A year ago, the road between the market town of Afgooye and the capital of Mogadishu was just another typical Somali byway, lined with overgrown cactuses and the occasional bullet-riddled building. Now it is a corridor teeming with misery, with 200,000 recently displaced people crammed into swelling camps that are rapidly running out of food.
Natheefa Ali, who trudged up this road a week ago to escape the bloodbath that Mogadishu has turned into, said Monday that her 10-month-old baby was so malnourished she could not swallow.
“Look,” Ms.
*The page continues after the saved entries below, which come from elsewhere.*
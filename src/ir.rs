// Intermediate representation
//
//  Copyright (C) 2014-2023 Ryan Specialty, LLC.
//
//  This file is part of Weft.
//
//  This program is free software: you can redistribute it and/or modify
//  it under the terms of the GNU General Public License as published by
//  the Free Software Foundation, either version 3 of the License, or
//  (at your option) any later version.
//
//  This program is distributed in the hope that it will be useful,
//  but WITHOUT ANY WARRANTY; without even the implied warranty of
//  MERCHANTABILITY or FITNESS FOR A PARTICULAR PURPOSE.  See the
//  GNU General Public License for more details.
//
//  You should have received a copy of the GNU General Public License
//  along with this program.  If not, see <http://www.gnu.org/licenses/>.

//! Syntax-independent intermediate representation (IR) of a template.
//!
//! The IR is a tree of [`IrNode`]s stored in an arena owned by an
//!   [`IrDocument`] and addressed by [`NodeId`].
//! Passes rewrite the tree in place by detaching,
//!   inserting,
//!   replacing,
//!   and reparenting nodes;
//!     a detached node remains in the arena but is no longer reachable
//!     from the root,
//!       and so is invisible to every later stage.
//! No subtree is ever shared between two parents.
//!
//! Every document has the same skeleton,
//!   created by [`IrDocument::new`]:
//!
//! ```text
//!   Document (spans the entire source)
//!   `- Namespace
//!      |- Using*
//!      `- Class
//!         |- Member* / CodeBlock*
//!         `- Method
//!            `- (template body)
//! ```
//!
//! Spans
//! =====
//! Nodes originating from source text carry the [`Span`] of that text;
//!   synthetic nodes
//!     (the skeleton above,
//!       injected members,
//!       etc.)
//!   carry none.
//! [`IrDocument::validate`] enforces that every spanned node lies within
//!   the span of its nearest spanned ancestor and that spanned siblings do
//!   not overlap.
//! Tokens of embedded code ([`CodeToken`]) are likewise either spanned
//!   user code or synthetic text spliced in by a pass.

use crate::{
    bind::{BindingResult, DescriptorId, TagStructure},
    diagnose::{
        Annotate, AnnotatedSpan, Diagnostic, DiagnosticCode, Diagnostics,
        Record,
    },
    directive::{DirectiveKind, DirectiveToken, DirectiveTokens},
    span::Span,
};
use std::{
    error::Error,
    fmt::{self, Display},
};

/// Index of a node within its [`IrDocument`].
#[derive(Debug, Clone, Copy, PartialEq, Eq, PartialOrd, Ord, Hash)]
pub struct NodeId(u32);

impl NodeId {
    fn index(self) -> usize {
        self.0 as usize
    }
}

impl Display for NodeId {
    fn fmt(&self, f: &mut fmt::Formatter<'_>) -> fmt::Result {
        write!(f, "#{}", self.0)
    }
}

/// A fragment of embedded host-language code.
///
/// User code retains its original span so that it can be mapped verbatim;
///   text spliced in by the compiler has none.
#[derive(Debug, Clone, PartialEq, Eq)]
pub struct CodeToken {
    text: String,
    span: Option<Span>,
}

impl CodeToken {
    /// Code copied from the source at `span`.
    pub fn source<S: Into<String>>(text: S, span: Span) -> Self {
        Self {
            text: text.into(),
            span: Some(span),
        }
    }

    /// Compiler-generated code with no source origin.
    pub fn synthetic<S: Into<String>>(text: S) -> Self {
        Self {
            text: text.into(),
            span: None,
        }
    }

    pub fn text(&self) -> &str {
        &self.text
    }

    pub fn span(&self) -> Option<Span> {
        self.span
    }

    pub fn is_synthetic(&self) -> bool {
        self.span.is_none()
    }
}
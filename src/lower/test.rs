// Tests for lowering
//
//  Copyright (C) 2014-2023 Ryan Specialty, LLC.
//
//  This file is part of Weft.
//
//  This program is free software: you can redistribute it and/or modify
//  it under the terms of the GNU General Public License as published by
//  the Free Software Foundation, either version 3 of the License, or
//  (at your option) any later version.
//
//  This program is distributed in the hope that it will be useful,
//  but WITHOUT ANY WARRANTY; without even the implied warranty of
//  MERCHANTABILITY or FITNESS FOR A PARTICULAR PURPOSE.  See the
//  GNU General Public License for more details.
//
//  You should have received a copy of the GNU General Public License
//  along with this program.  If not, see <http://www.gnu.org/licenses/>.

use super::*;
use crate::{
    span::Context,
    syntax::{AttrSpec, PartSpec, TreeBuilder},
};

fn builder() -> TreeBuilder {
    TreeBuilder::new(Context::new(1), "Views/Home/Index.cshtml")
}

/// Kind names of the template body in pre-order.
fn body_kinds(doc: &IrDocument) -> Vec<&'static str> {
    doc.descendants(doc.method())
        .skip(1)
        .map(|id| doc.node(id).kind_name())
        .collect()
}

#[test]
fn class_name_from_path() {
    assert_eq!("Views_Home_Index", class_name_for("Views/Home/Index.cshtml"));
    assert_eq!("_404", class_name_for("/404.cshtml"));
    assert_eq!("dir_v1_2_page", class_name_for("dir.v1/2-page"));
    assert_eq!("Template", class_name_for(""));
}

#[test]
fn lowers_text_and_code() {
    let mut b = builder();
    b.text("<p>Hi ")
        .expr("Model.Name")
        .comment(" ignored ")
        .statement("var x = 1;")
        .text("</p>");

    let tree = b.finish();
    let doc = lower(&tree);

    assert_eq!(
        vec!["Literal", "EmbeddedExpression", "EmbeddedStatement", "Literal"],
        body_kinds(&doc)
    );

    let expr = doc.children(doc.method())[1];
    match doc.node(expr) {
        IrNode::EmbeddedExpression(code) => {
            assert_eq!("Model.Name", code.text());
            assert_eq!(
                Some("Model.Name"),
                code.tokens[0].span().and_then(|s| tree.source().slice(s))
            );
        }
        other => panic!("expected expression, got {other:?}"),
    }

    assert_eq!(
        Some("@Model.Name"),
        doc.span(expr).and_then(|s| tree.source().slice(s))
    );

    assert_eq!(
        Some("Views_Home_Index"),
        doc.class_node().map(|c| c.name.as_str())
    );
    assert_eq!(Ok(()), doc.validate());
    assert!(doc.collect_diagnostics().is_empty());
}

#[test]
fn lowers_elements_to_unbound_placeholders() {
    let mut b = builder();
    b.element(
        "Foo",
        &[
            AttrSpec::Literal("bar", "1"),
            AttrSpec::Parts(
                "class",
                &[PartSpec::Literal("a "), PartSpec::Code("cls")],
            ),
        ],
        |b| {
            b.text("body");
        },
    );

    let tree = b.finish();
    let doc = lower(&tree);

    assert_eq!(
        vec![
            "ComponentUsage",
            "HtmlAttribute",
            "Literal",
            "HtmlAttribute",
            "Literal",
            "EmbeddedExpression",
            "Literal",
        ],
        body_kinds(&doc)
    );

    let el = doc.children(doc.method())[0];
    match doc.node(el) {
        IrNode::ComponentUsage(usage) => {
            assert_eq!("Foo", usage.tag_name);
            assert!(usage.binding.is_none());
            assert!(usage.end_tag.is_some());
            assert!(!usage.self_closing);
        }
        other => panic!("expected component usage, got {other:?}"),
    }

    let class = doc.children(el)[1];
    match doc.node(class) {
        IrNode::HtmlAttribute(attr) => {
            assert_eq!("class", attr.name);
            assert_eq!(Some('"'), attr.quote);
            assert_eq!(
                Some("a @cls"),
                attr.value.and_then(|s| tree.source().slice(s))
            );
        }
        other => panic!("expected attribute, got {other:?}"),
    }

    assert_eq!(Ok(()), doc.validate());
}

#[test]
fn block_children_lowered_in_place() {
    let mut b = builder();
    b.block(|b| {
        b.code("if (x) { ").element("b", &[], |b| {
            b.text("yes");
        });
        b.code(" }");
    });

    let tree = b.finish();
    let doc = lower(&tree);

    assert_eq!(
        vec![
            "EmbeddedStatement",
            "ComponentUsage",
            "Literal",
            "EmbeddedStatement"
        ],
        body_kinds(&doc)
    );
    assert_eq!(Ok(()), doc.validate());
}

#[test]
fn lowers_directives_with_raw_tokens() {
    let mut b = builder();
    b.directive("model", &["MyApp.Person"]);
    b.code_directive("functions", " int x; ");
    b.directive_block("section", &["Scripts"], |b| {
        b.text("<script></script>");
    });

    let tree = b.finish();
    let doc = lower(&tree);

    assert_eq!(
        vec![
            "RawDirective",
            "RawDirective",
            "CodeBlock",
            "RawDirective",
            "Literal"
        ],
        body_kinds(&doc)
    );

    let ids = doc.children(doc.method()).to_vec();

    match doc.node(ids[0]) {
        IrNode::RawDirective(raw) => {
            assert_eq!("model", raw.name);
            assert_eq!(
                vec!["MyApp.Person"],
                raw.tokens.iter().map(|t| t.text.as_str()).collect::<Vec<_>>()
            );
            assert_eq!(None, raw.body);
        }
        other => panic!("expected raw directive, got {other:?}"),
    }

    let functions_code = doc.children(ids[1])[0];
    match doc.node(functions_code) {
        IrNode::CodeBlock(code) => assert_eq!(" int x; ", code.text()),
        other => panic!("expected code block, got {other:?}"),
    }

    assert_eq!(Ok(()), doc.validate());
}

#[test]
fn unterminated_code_is_diagnosed_not_fatal() {
    let mut b = builder();
    b.text("a").unterminated_statement("var x = 1;");

    let tree = b.finish();
    let doc = lower(&tree);

    assert_eq!(vec!["Literal", "EmbeddedStatement"], body_kinds(&doc));

    let diags = doc.collect_diagnostics();
    assert_eq!(1, diags.len());

    let record = diags.iter().next().expect("one diagnostic");
    assert_eq!(DiagnosticCode(1001), record.code());
    assert!(!record.is_fatal());
    assert_eq!(Some("@{var x = 1;"), tree.source().slice(record.span()));
}

#[test]
fn unterminated_directive_body() {
    let mut b = builder();
    b.unterminated_code_directive("functions", " int y;");

    let tree = b.finish();
    let doc = lower(&tree);

    let diags = doc.collect_diagnostics();
    assert_eq!(
        vec![DiagnosticCode(1002)],
        diags.iter().map(|r| r.code()).collect::<Vec<_>>()
    );
    assert!(diags.iter().all(|r| r
        .message()
        .starts_with("unterminated body of directive `@functions`")));
}
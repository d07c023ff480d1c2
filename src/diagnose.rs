// Diagnostic system
//
//  Copyright (C) 2014-2023 Ryan Specialty, LLC.
//
//  This file is part of Weft.
//
//  This program is free software: you can redistribute it and/or modify
//  it under the terms of the GNU General Public License as published by
//  the Free Software Foundation, either version 3 of the License, or
//  (at your option) any later version.
//
//  This program is distributed in the hope that it will be useful,
//  but WITHOUT ANY WARRANTY; without even the implied warranty of
//  MERCHANTABILITY or FITNESS FOR A PARTICULAR PURPOSE.  See the
//  GNU General Public License for more details.
//
//  You should have received a copy of the GNU General Public License
//  along with this program.  If not, see <http://www.gnu.org/licenses/>.

//! Diagnostic system for error reporting.
//!
//! This system is heavily motivated by Rust's.
//! While the data structures and organization may differ,
//!   the diagnostic output is visually similar.
//!
//! There are two representations of a diagnostic:
//!
//!   1. Errors implementing [`Diagnostic`],
//!        which describe themselves using a series of [`AnnotatedSpan`]s
//!        and can be rendered by a [`Reporter`]; and
//!   2. [`Record`]s,
//!        which are the owned and flattened form carried in the compiled
//!        artifact for consumption by editor tooling.
//!
//! Every stage of the compiler reports into a [`Diagnostics`] sink using
//!   [`Diagnostics::report`],
//!     which performs that flattening.

mod report;
mod resolver;

pub mod panic;

pub use report::{Report, Reporter, VisualReporter};
pub use resolver::{
    Column, ResolvedSpan, ResolvedSpanData, SourceLine, SourceSpanResolver,
    SpanResolver, SpanResolverError,
};

use crate::span::Span;
use core::fmt;
use std::{borrow::Cow, error::Error, fmt::Display};

/// Diagnostic report.
///
/// This describes an error condition or other special event using a series
///   of [`Span`]s to describe the source, cause, and circumstances around
///   an event.
pub trait Diagnostic: Error + Sized {
    /// Stable identifier of this kind of diagnostic.
    ///
    /// Codes are never reused for a different condition,
    ///   allowing editor tooling to filter or link to documentation.
    fn code(&self) -> DiagnosticCode;

    /// Produce a series of [`AnnotatedSpan`]s describing the source and
    ///   circumstances of the diagnostic event.
    fn describe(&self) -> Vec<AnnotatedSpan>;
}

/// Stable identifier of a kind of diagnostic,
///   such as `WF2001`.
///
/// Code ranges by subsystem:
///
///   - `WF1xxx`: lowering of the syntax tree;
///   - `WF2xxx`: directives;
///   - `WF3xxx`: binding;
///   - `WF4xxx`: expression rewriting; and
///   - `WF9xxx`: internal structural inconsistencies.
#[derive(Debug, PartialEq, Eq, PartialOrd, Ord, Clone, Copy, Hash)]
pub struct DiagnosticCode(pub u16);

impl Display for DiagnosticCode {
    fn fmt(&self, f: &mut fmt::Formatter<'_>) -> fmt::Result {
        write!(f, "WF{:04}", self.0)
    }
}

/// Diagnostic severity level.
///
/// Levels are used both for entire reports and for styling of individual
///   [`AnnotatedSpan`]s.
///
/// Lower levels are more severe
///   (e.g. level 1 is the worst).
#[derive(Debug, PartialEq, Eq, PartialOrd, Ord, Clone, Copy, Default, Hash)]
#[repr(u8)]
pub enum Level {
    /// An error internal to the compiler that the user cannot resolve,
    ///   but may be able to work around.
    ///
    /// Records of this level are _fatal_:
    ///   they indicate that the output is a best-effort partial document.
    InternalError = 1,

    /// A user-resolvable error.
    ///
    /// These represent errors resulting from the user's input.
    #[default]
    Error,

    /// A condition that does not prevent compilation but likely does not
    ///   do what the user intended.
    Warning,

    /// Useful information that supplements other messages.
    ///
    /// This is most often used when multiple spans are in play for a given
    ///   diagnostic report.
    Note,

    /// Additional advice to the user that may help in debugging or fixing a
    ///   problem.
    ///
    /// These messages may suggest concrete fixes and are intended to
    ///   hopefully replace having to request advice from a human.
    /// Unlike other severity levels which provide concrete factual
    ///   information,
    ///     help messages may be more speculative.
    Help,
}

impl Level {
    /// Whether this level indicates a failed compilation.
    pub fn is_error(self) -> bool {
        self <= Level::Error
    }
}

impl Display for Level {
    fn fmt(&self, f: &mut fmt::Formatter<'_>) -> fmt::Result {
        match self {
            Level::InternalError => write!(f, "internal error"),
            Level::Error => write!(f, "error"),
            Level::Warning => write!(f, "warning"),
            Level::Note => write!(f, "note"),
            Level::Help => write!(f, "help"),
        }
    }
}

/// A label associated with a report or [`Span`].
///
/// See [`AnnotatedSpan`].
#[derive(Debug, PartialEq, Eq, Clone)]
pub struct Label<'a>(Cow<'a, str>);

impl<'a> Display for Label<'a> {
    fn fmt(&self, f: &mut fmt::Formatter<'_>) -> fmt::Result {
        Display::fmt(&self.0, f)
    }
}

impl<'a> From<String> for Label<'a> {
    fn from(s: String) -> Self {
        Self(Cow::Owned(s))
    }
}

impl<'a> From<&'a str> for Label<'a> {
    fn from(s: &'a str) -> Self {
        Self(Cow::Borrowed(s))
    }
}

/// A span with an associated severity level and optional label.
///
/// Annotated spans are intended to guide users through debugging a
///   diagnostic message by describing important source locations that
///   contribute to a given diagnostic event.
#[derive(Debug, PartialEq, Eq, Clone)]
pub struct AnnotatedSpan<'l>(Span, Level, Option<Label<'l>>);

impl<'l> AnnotatedSpan<'l> {
    pub fn span(&self) -> Span {
        self.0
    }

    pub fn level(&self) -> Level {
        self.1
    }

    pub fn label(&self) -> Option<&Label<'l>> {
        self.2.as_ref()
    }

    pub fn with_help<L: Into<Label<'l>>>(
        self,
        label: L,
    ) -> [AnnotatedSpan<'l>; 2] {
        let span = self.0;
        [self, span.help(label)]
    }
}

impl<'l> From<AnnotatedSpan<'l>> for Vec<AnnotatedSpan<'l>> {
    fn from(x: AnnotatedSpan<'l>) -> Self {
        vec![x]
    }
}

pub trait Annotate: Sized {
    /// Annotate a [`Span`] with a severity [`Level`] and an optional
    ///   [`Label`] to display alongside of it.
    ///
    /// You may wish to use one of the more specific methods that provide a
    ///   more pleasent interface.
    fn annotate(self, level: Level, label: Option<Label>) -> AnnotatedSpan;

    /// Annotate a span as an internal error that the user is not expected
    ///   to be able to resolve,
    ///     but may be able to work around.
    fn internal_error<'l, L: Into<Label<'l>>>(
        self,
        label: L,
    ) -> AnnotatedSpan<'l> {
        self.annotate(Level::InternalError, Some(label.into()))
    }

    /// Annotate a span with a clarifying label styled as an error.
    ///
    /// This label is intended to augment the error message to help guide
    ///   the user to a resolution.
    /// If the label does not include additional _useful_ information over
    ///   the generic message,
    ///     then it may be omitted in favor of `Annotate::mark_error` to
    ///     simply mark the location of the error.
    ///
    /// (This is not named `err` since it does not return an [`Err`].)
    fn error<'l, L: Into<Label<'l>>>(self, label: L) -> AnnotatedSpan<'l> {
        self.annotate(Level::Error, Some(label.into()))
    }

    /// Like [`Annotate::error`],
    ///   but only styles the span as a [`Level::Error`] without attaching a
    ///   label.
    fn mark_error(self) -> AnnotatedSpan<'static> {
        self.annotate(Level::Error, None)
    }

    /// Annotate a span with a label styled as a warning.
    fn warning<'l, L: Into<Label<'l>>>(self, label: L) -> AnnotatedSpan<'l> {
        self.annotate(Level::Warning, Some(label.into()))
    }

    /// Supplemental annotated span providing additional context for another
    ///   span.
    ///
    /// For example,
    ///   if an attribute is bound by two descriptors that disagree on its
    ///     type,
    ///     then a note span may indicate the attribute that was used to
    ///     decide.
    fn note<'l, L: Into<Label<'l>>>(self, label: L) -> AnnotatedSpan<'l> {
        self.annotate(Level::Note, Some(label.into()))
    }

    /// Provide additional information that may be used to help the user in
    ///   debugging or fixing a diagnostic.
    ///
    /// While the other severity levels denote factual information,
    ///   this provides more loose guidance.
    /// It may also include concrete suggested fixes.
    fn help<'l, L: Into<Label<'l>>>(self, label: L) -> AnnotatedSpan<'l> {
        self.annotate(Level::Help, Some(label.into()))
    }
}

impl<S: Into<Span>> Annotate for S {
    fn annotate(self, level: Level, label: Option<Label>) -> AnnotatedSpan {
        AnnotatedSpan(self.into(), level, label)
    }
}

/// Owned and flattened form of a [`Diagnostic`].
///
/// This is what editor tooling receives:
///   a stable code,
///   a severity,
///   a message,
///   and the primary span.
/// Supplemental labels are folded into the message.
#[derive(Debug, Clone, PartialEq, Eq, Hash)]
pub struct Record {
    code: DiagnosticCode,
    level: Level,
    message: String,
    span: Span,
}

impl Record {
    pub fn new<M: Into<String>>(
        code: DiagnosticCode,
        level: Level,
        message: M,
        span: Span,
    ) -> Self {
        Self {
            code,
            level,
            message: message.into(),
            span,
        }
    }

    /// Flatten a [`Diagnostic`] into a record.
    ///
    /// The primary span is the first described span;
    ///   if the diagnostic describes no spans,
    ///   `fallback` is used
    ///     (typically the span of the whole document).
    /// The level is the most severe level of any described span,
    ///   defaulting to [`Level::Error`].
    pub fn from_diagnostic<D: Diagnostic>(diag: &D, fallback: Span) -> Self {
        let desc = diag.describe();

        let span = desc.first().map(AnnotatedSpan::span).unwrap_or(fallback);
        let level = desc
            .iter()
            .map(AnnotatedSpan::level)
            .min()
            .filter(|level| *level <= Level::Warning)
            .unwrap_or_default();

        let mut message = diag.to_string();
        for ann in desc.iter().filter(|ann| ann.level() >= Level::Note) {
            if let Some(label) = ann.label() {
                message.push_str(&format!("\n{}: {label}", ann.level()));
            }
        }

        Self {
            code: diag.code(),
            level,
            message,
            span,
        }
    }

    pub fn code(&self) -> DiagnosticCode {
        self.code
    }

    pub fn level(&self) -> Level {
        self.level
    }

    pub fn message(&self) -> &str {
        &self.message
    }

    pub fn span(&self) -> Span {
        self.span
    }

    /// Whether this record indicates that output is a best-effort partial
    ///   document.
    pub fn is_fatal(&self) -> bool {
        self.level == Level::InternalError
    }
}

impl Display for Record {
    fn fmt(&self, f: &mut fmt::Formatter<'_>) -> fmt::Result {
        write!(
            f,
            "{level}[{code}]: {msg} {span}",
            level = self.level,
            code = self.code,
            msg = self.message,
            span = self.span,
        )
    }
}

/// Ordered sink of [`Record`]s.
///
/// Records are kept in the order they are reported;
///   [`Diagnostics::into_sorted`] produces the final deterministic
///   ordering for the compiled artifact.
#[derive(Debug, Clone, Default, PartialEq, Eq)]
pub struct Diagnostics {
    records: Vec<Record>,
    fallback: Option<Span>,
}

impl Diagnostics {
    /// Create a sink whose document-level span is `fallback`.
    pub fn new(fallback: Span) -> Self {
        Self {
            records: Vec::new(),
            fallback: Some(fallback),
        }
    }

    /// Span used for diagnostics that describe no span of their own.
    pub fn fallback_span(&self) -> Span {
        self.fallback.unwrap_or(crate::span::UNKNOWN_SPAN)
    }

    /// Flatten and record a [`Diagnostic`].
    pub fn report<D: Diagnostic>(&mut self, diag: &D) {
        let record = Record::from_diagnostic(diag, self.fallback_span());
        self.records.push(record);
    }

    pub fn push(&mut self, record: Record) {
        self.records.push(record);
    }

    pub fn extend<I: IntoIterator<Item = Record>>(&mut self, records: I) {
        self.records.extend(records);
    }

    pub fn len(&self) -> usize {
        self.records.len()
    }

    pub fn is_empty(&self) -> bool {
        self.records.is_empty()
    }

    pub fn iter(&self) -> impl Iterator<Item = &Record> {
        self.records.iter()
    }

    pub fn has_errors(&self) -> bool {
        self.records.iter().any(|r| r.level().is_error())
    }

    pub fn has_fatal(&self) -> bool {
        self.records.iter().any(Record::is_fatal)
    }

    /// Consume the sink,
    ///   yielding records ordered by span.
    ///
    /// The sort is stable,
    ///   so records sharing a span retain the order in which they were
    ///   reported.
    pub fn into_sorted(self) -> Vec<Record> {
        let mut records = self.records;
        records.sort_by_key(|r| (r.span.offset(), r.span.len()));
        records
    }
}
Natheefa said, pointing to her daughter’s splotchy legs, “her skin is falling off, too.”
Top United Nations officials who specialize in Somalia said the country had higher malnutrition rates, more current bloodshed and fewer aid workers than Darfur, which is often publicized as the world’s most pressing humanitarian crisis and has taken clear priority in terms of getting peacekeepers and aid money.
The relentless urban combat in Mogadishu, between an unpopular transitional government — installed partially with American help — and a determined Islamist insurgency, has driven waves of desperate people up the Afgooye road, where more than 70 camps of twigs and plastic have popped up seemingly overnight.
The people here are hungry, exposed, sick and dying. And the few aid organizations willing to brave a lawless, notoriously dangerous environment cannot keep up with their needs, like providing milk to the thousands of babies with fading heartbeats and bulging eyes. “Many of these kids are going to die,” said Eric Laroche, the head of United Nations humanitarian operations in Somalia. “We don’t have the capacity to reach them.”
He added: “If this were happening in Darfur, there would be a big fuss. But Somalia has been a forgotten emergency for years.”